Not always recalled but never out of reckoning,
The clatter of wheels in old carriageways,
Sleigh runners shushing freshly fallen snow,
Comings of their goings, the smallest of gestures
Added up, compounded, and gently made hard
As the limestone they built with, sift of civic life
Bearing down in layers till heritage has weight.

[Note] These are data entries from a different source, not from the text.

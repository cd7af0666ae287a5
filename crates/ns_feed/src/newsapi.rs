use std::fmt;

use async_trait::async_trait;
use chrono::{DateTime, Utc};
use ns_core::{Article, ArticleSource, Error, FeedPage, Query, Result};
use reqwest::{Client, StatusCode};
use serde::Deserialize;
use tracing::{debug, info, warn};

use crate::config::FeedConfig;
use crate::credentials::resolve_credential;

/// Articles stay raw JSON here so one bad entry does not sink the page.
#[derive(Debug, Deserialize)]
struct EverythingResponse {
    #[serde(default, rename = "totalResults")]
    total_results: Option<u64>,
    #[serde(default)]
    articles: Option<Vec<serde_json::Value>>,
}

#[derive(Debug, Deserialize)]
struct EverythingArticle {
    #[serde(default)]
    source: Option<ArticleOrigin>,
    #[serde(rename = "publishedAt")]
    published_at: DateTime<Utc>,
    #[serde(default)]
    description: Option<String>,
    #[serde(default)]
    title: Option<String>,
    #[serde(default)]
    url: Option<String>,
}

#[derive(Debug, Deserialize)]
struct ArticleOrigin {
    #[serde(default)]
    name: Option<String>,
}

#[derive(Debug, Deserialize)]
struct ErrorBody {
    #[serde(default)]
    code: Option<String>,
    #[serde(default)]
    message: Option<String>,
}

impl From<EverythingArticle> for Article {
    fn from(raw: EverythingArticle) -> Self {
        Article {
            publisher_name: raw.source.and_then(|s| s.name).unwrap_or_default(),
            published_at: raw.published_at,
            description: raw.description.unwrap_or_default(),
            title: raw.title.unwrap_or_default(),
            url: raw.url.unwrap_or_default(),
        }
    }
}

/// Article source backed by a NewsAPI `/v2/everything` compatible endpoint.
pub struct NewsApiSource {
    client: Client,
    config: FeedConfig,
}

impl fmt::Debug for NewsApiSource {
    fn fmt(&self, f: &mut fmt::Formatter<'_>) -> fmt::Result {
        f.debug_struct("NewsApiSource")
            .field("client", &"<reqwest::Client>")
            .field("config", &self.config)
            .finish()
    }
}

impl NewsApiSource {
    pub fn new(config: FeedConfig) -> Result<Self> {
        let client = Client::builder()
            .timeout(config.timeout)
            .user_agent(concat!("ns/", env!("CARGO_PKG_VERSION")))
            .build()?;
        Ok(Self { client, config })
    }

    fn params(&self, query: &Query, api_key: String) -> Vec<(&'static str, String)> {
        let mut params = vec![
            ("q", query.search_string()),
            ("from", query.start_date().format("%Y-%m-%d").to_string()),
            ("to", query.end_date().format("%Y-%m-%d").to_string()),
            ("sortBy", self.config.sort_by.as_param().to_string()),
            ("language", self.config.language.clone()),
            ("searchIn", self.config.search_in.clone()),
        ];
        if let Some(page_size) = self.config.page_size {
            params.push(("pageSize", page_size.to_string()));
        }
        params.push(("apiKey", api_key));
        params
    }
}

#[async_trait]
impl ArticleSource for NewsApiSource {
    fn name(&self) -> &str {
        "NewsAPI"
    }

    async fn fetch(&self, query: &Query) -> Result<FeedPage> {
        let api_key = resolve_credential(
            self.config.api_key.as_deref(),
            self.config.credential_policy,
            &self.config.credential_env,
        )?;

        debug!(
            q = %query.search_string(),
            from = %query.start_date(),
            to = %query.end_date(),
            sort = %self.config.sort_by,
            "requesting articles from {}",
            self.config.base_url
        );

        let response = self
            .client
            .get(self.config.base_url.clone())
            .query(&self.params(query, api_key))
            .send()
            .await?;
        let status = response.status();
        let body = response.text().await?;

        let page = decode_page(status, &body)?;
        info!(
            "📰 Fetched {} articles ({} available) for '{}'",
            page.articles.len(),
            page.total_available,
            query.entity()
        );
        Ok(page)
    }
}

/// Map a feed response to a page or one of the feed error kinds.
pub fn decode_page(status: StatusCode, body: &str) -> Result<FeedPage> {
    if status == StatusCode::UNAUTHORIZED || status == StatusCode::FORBIDDEN {
        return Err(Error::Authentication(error_message(status, body)));
    }
    if !status.is_success() {
        return Err(Error::Upstream {
            status: status.as_u16(),
            body: body.to_string(),
        });
    }

    let response: EverythingResponse = serde_json::from_str(body).map_err(|e| {
        warn!("Undecodable feed response: {}", e);
        Error::Upstream {
            status: status.as_u16(),
            body: body.to_string(),
        }
    })?;

    let mut articles = Vec::new();
    for (index, raw) in response.articles.unwrap_or_default().into_iter().enumerate() {
        match serde_json::from_value::<EverythingArticle>(raw) {
            Ok(article) => articles.push(Article::from(article)),
            Err(e) => warn!(index, "Skipping undecodable feed article: {}", e),
        }
    }

    let reported = response.total_results.unwrap_or(0);
    let returned = articles.len() as u64;
    let total_available = if reported < returned {
        warn!(
            "Feed reported {} total results but returned {} articles",
            reported, returned
        );
        returned
    } else {
        reported
    };

    Ok(FeedPage {
        articles,
        total_available,
    })
}

fn error_message(status: StatusCode, body: &str) -> String {
    match serde_json::from_str::<ErrorBody>(body) {
        Ok(ErrorBody {
            code: Some(code),
            message: Some(message),
        }) => format!("{} ({}): {}", status.as_u16(), code, message),
        Ok(ErrorBody {
            message: Some(message),
            ..
        }) => format!("{}: {}", status.as_u16(), message),
        _ => format!("{}: {}", status.as_u16(), body),
    }
}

And dignity rose from the Shambles and Market,
Over fire tumbled ruin the Doric columns lifted
Up the boisterous ceilings of plaster leaves and fronds,
A dream dome, a handcrafted grove of meditation,
And glaziers framed in stained glass memories
Of sappers and nurses, of sailors and home,
The lights of lives lived that illuminate living.

The sunburst chandelier hooked from the sky,
Brightening the chamber's deliberative circle,
Evokes not a fusion explosion but a flower,
A buttonbush flower, humble marsh dweller,
Native shrub going nova, easily overlooked,
White stamens on filaments out from the centre,
A floral globe bursting, only waiting to be seen.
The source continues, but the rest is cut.